What you are asked to do: Copy out all the lines in the records that include the word "ticks".

*****

//! VCO frequency capture.
//!
//! The tuning input carries a squared-up copy of the VCO output. The
//! capture task timestamps rising edges with the Embassy clock and hands
//! the period between successive edges to the engine through a bounded
//! channel; [`CaptureMeter`] adapts the channel's consumer side to the
//! engine's [`FrequencyMeter`] poll interface.

use embassy_rp::gpio::Input;
use embassy_sync::blocking_mutex::raw::CriticalSectionRawMutex;
use embassy_sync::channel::Channel;
use embassy_time::Instant;

use quartet::autotune::FrequencyMeter;

/// Queue depth for period samples. The engine drains one sample per
/// control tick, so a short queue rides out burst jitter without letting
/// stale periods pile up.
pub const PERIOD_QUEUE_DEPTH: usize = 16;

type PeriodChannel = Channel<CriticalSectionRawMutex, u32, PERIOD_QUEUE_DEPTH>;

/// Edge-timestamping capture loop.
///
/// When the queue is full the sample is dropped — the averager would
/// rather lose a period than read one late.
#[embassy_executor::task]
pub async fn capture_task(mut input: Input<'static>, periods: &'static PeriodChannel) {
    let mut last_edge: Option<Instant> = None;

    loop {
        input.wait_for_rising_edge().await;
        let now = Instant::now();

        if let Some(prev) = last_edge {
            let ticks = (now - prev).as_ticks();
            // Periods beyond u32 ticks mean sub-audio input; the engine's
            // liveness timeout covers that case.
            if let Ok(ticks) = u32::try_from(ticks) {
                let _ = periods.try_send(ticks);
            }
        }
        last_edge = Some(now);
    }
}

/// The engine-facing side of the capture channel.
pub struct CaptureMeter {
    periods: &'static PeriodChannel,
}

impl CaptureMeter {
    pub fn new(periods: &'static PeriodChannel) -> Self {
        Self { periods }
    }
}

impl FrequencyMeter for CaptureMeter {
    fn available(&self) -> bool {
        !self.periods.is_empty()
    }

    fn read(&mut self) -> u32 {
        // A race against the capture task can only make the queue fuller;
        // an empty read maps to the zero-period glitch the averager drops.
        self.periods.try_receive().unwrap_or(0)
    }

    fn timer_rate_hz(&self) -> f32 {
        embassy_time::TICK_HZ as f32
    }
}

*****

Exercise result:
            let ticks = (now - prev).as_ticks();
            // Periods beyond u32 ticks mean sub-audio input; the engine's
            if let Ok(ticks) = u32::try_from(ticks) {
                let _ = periods.try_send(ticks);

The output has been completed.